The acquisition of the Franco-American group, which specialises in business intelligence systems, is SAP’s largest to date and follows a string of multibillion-dollar deals by Oracle, its American arch rival.
In March Oracle snapped up Hyperion, a smaller rival to Business Objects, for $3.3 billion (£1.6 billion).
Business intelligence software is used to glean insights — such as potential cost cuts or sales opportunities — from the vast stores of data collected by companies in the digital age.
The sector is seen as a key growth area for database companies facing maturing core markets.
However, investors appeared unimpressed by SAP’s departure from its long-running policy of focusing on organic growth amid fears that it had overpaid for Business Objects.
The agreed price of €42 a share represents a 20 per cent premium on Business Objects’s closing price on Friday.
As the acquisition was announced, Business Objects also said that its third-quarter sales came in between $366 million and $370 million, missing a forecast made in July of $382 million.
Earnings-per-share targets were also missed.
Seeking to ease concerns, SAP said the acquisition of Business Objects was designed to gain new business in the hard-fought market to supply software to small- and medium-sized companies. The group is aiming to more than double its customer base to 100,000 by 2010.
Henning Kagermann, the SAP chief executive, said “The acquisition of Business Objects is in keeping with SAP’s stated strategy to double our addressable market by 2010.”
SAP currently has about 41,200 clients and sold software licenses worth €3.1 billion last year. In another major shift in strategy, SAP recently revealed a new "software as a service" model, where software is delivered over the internet and paid for through subscriptions - a model some say could cannibalise SAP's license business.
Analysts voiced apprehensions over Mr Kagermann’s reasoning, raising concerns that SAP has handed Oracle too much of a lead in making acquisitions, a strategy it now appears to be endorsing.
Analysts at Cowen, the broker, said: “Despite SAP's assertion to the contrary, this deal is a significant departure from SAP's long-stated position that it intends to grow its code base organically, and appears to us to be a tacit acknowledgment that Oracle's M&A strategy has merit."
There were also concerns that SAP risks damaging its relationship with Microsoft, the world’s largest software developer, which competes with Business Objects in the mid-market.
Business Objects will operate as a stand-alone unit in the SAP group, the companies said.

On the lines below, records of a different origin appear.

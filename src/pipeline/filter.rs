//! Growth period filtering for zone records
//!
//! Restricts a zone's records to one growth period of one year and drops
//! records whose precipitation or soil moisture carries the sentinel zero
//! that upstream uses for a missing reading.

use crate::constants::SENTINEL_ZERO;
use crate::models::{GrowthPeriod, Record};
use chrono::{DateTime, Datelike, NaiveDate, NaiveDateTime};
use tracing::{debug, trace};

const DATE_FORMATS: &[&str] = &["%Y-%m-%d", "%Y/%m/%d"];
const DATETIME_FORMATS: &[&str] = &[
    "%Y-%m-%d %H:%M:%S",
    "%Y-%m-%dT%H:%M:%S",
    "%Y-%m-%dT%H:%M:%S%.f",
];

/// Why a record was left out of a period
#[derive(Debug, Clone, Copy, PartialEq, Eq)]
pub enum Exclusion {
    UnparseableDate,
    WrongYear,
    OutsideWindow,
    SentinelReading,
}

/// Parse the calendar date of an observation
///
/// Accepts plain dates, naive date-times and RFC 3339 timestamps. For
/// timestamps carrying an offset the date is taken as written.
pub fn parse_observation_date(raw: &str) -> Option<NaiveDate> {
    let raw = raw.trim();
    if raw.is_empty() {
        return None;
    }

    if let Ok(timestamp) = DateTime::parse_from_rfc3339(raw) {
        return Some(timestamp.date_naive());
    }

    DATE_FORMATS
        .iter()
        .find_map(|format| NaiveDate::parse_from_str(raw, format).ok())
        .or_else(|| {
            DATETIME_FORMATS
                .iter()
                .find_map(|format| NaiveDateTime::parse_from_str(raw, format).ok())
                .map(|timestamp| timestamp.date())
        })
}

fn is_sentinel(value: Option<f64>) -> bool {
    value == Some(SENTINEL_ZERO)
}

/// Check a record against a period and year, returning the first reason it fails
pub fn check_record(record: &Record, period: GrowthPeriod, year: i32) -> Result<(), Exclusion> {
    let date = parse_observation_date(&record.date).ok_or(Exclusion::UnparseableDate)?;

    if date.year() != year {
        return Err(Exclusion::WrongYear);
    }

    if !period.contains_month(date.month()) {
        return Err(Exclusion::OutsideWindow);
    }

    if is_sentinel(record.precipitation) || is_sentinel(record.soil_moisture) {
        return Err(Exclusion::SentinelReading);
    }

    Ok(())
}

/// True if a record belongs to the period of the given year
pub fn passes_period_filter(record: &Record, period: GrowthPeriod, year: i32) -> bool {
    match check_record(record, period, year) {
        Ok(()) => true,
        Err(reason) => {
            trace!("Record {} excluded from {period} {year}: {reason:?}", record.id);
            false
        }
    }
}

/// Records of `period` in `year`, in source order
pub fn filter_by_period(records: &[Record], period: GrowthPeriod, year: i32) -> Vec<Record> {
    let filtered: Vec<Record> = records
        .iter()
        .filter(|record| passes_period_filter(record, period, year))
        .cloned()
        .collect();

    debug!(
        "Filtered data count for {} in {}: {} of {}",
        period,
        year,
        filtered.len(),
        records.len()
    );

    filtered
}

/// Borrowing variant of [`filter_by_period`]
pub fn filter_refs(records: &[Record], period: GrowthPeriod, year: i32) -> Vec<&Record> {
    records
        .iter()
        .filter(|record| passes_period_filter(record, period, year))
        .collect()
}

/// Breakdown of why records were kept or dropped for a period
#[derive(Debug, Clone, Copy, Default, PartialEq, Eq)]
pub struct PeriodFilterStats {
    pub total: usize,
    pub retained: usize,
    pub unparseable_date: usize,
    pub wrong_year: usize,
    pub outside_window: usize,
    pub sentinel: usize,
}

impl PeriodFilterStats {
    pub fn excluded(&self) -> usize {
        self.total - self.retained
    }

    fn tally(&mut self, check: Result<(), Exclusion>) {
        match check {
            Ok(()) => self.retained += 1,
            Err(Exclusion::UnparseableDate) => self.unparseable_date += 1,
            Err(Exclusion::WrongYear) => self.wrong_year += 1,
            Err(Exclusion::OutsideWindow) => self.outside_window += 1,
            Err(Exclusion::SentinelReading) => self.sentinel += 1,
        }
    }

    pub fn summary(&self) -> String {
        format!(
            "{} -> {} records | wrong year: {} | outside window: {} | sentinel: {} | bad date: {}",
            self.total,
            self.retained,
            self.wrong_year,
            self.outside_window,
            self.sentinel,
            self.unparseable_date
        )
    }
}

/// Count retained and excluded records without materializing the filtered set
pub fn get_period_filter_stats(
    records: &[Record],
    period: GrowthPeriod,
    year: i32,
) -> PeriodFilterStats {
    let mut stats = PeriodFilterStats {
        total: records.len(),
        ..Default::default()
    };
    for record in records {
        stats.tally(check_record(record, period, year));
    }
    stats
}

/// Filter and count in one pass over `records`, checking each record once
pub fn filter_with_stats(
    records: &[Record],
    period: GrowthPeriod,
    year: i32,
) -> (Vec<Record>, PeriodFilterStats) {
    let mut stats = PeriodFilterStats {
        total: records.len(),
        ..Default::default()
    };

    let filtered: Vec<Record> = records
        .iter()
        .filter(|record| {
            let check = check_record(record, period, year);
            stats.tally(check);
            check.is_ok()
        })
        .cloned()
        .collect();

    debug!("Filtered {} {}: {}", period, year, stats.summary());
    (filtered, stats)
}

John Schwarz, the Business Objects chief executive, will continue in his position and is expected to join SAP's executive board.
SAP also said it intends to propose that Bernard Liautaud, chairman and founder of Business Objects, joined the board at the company's next shareholder meeting.
Business Objects generated net profits of $75.4 million last year, on revenues of $1.25 billion. Shares in the French software firm surged 17.37 per cent, hitting €41.08 in mid-morning deals.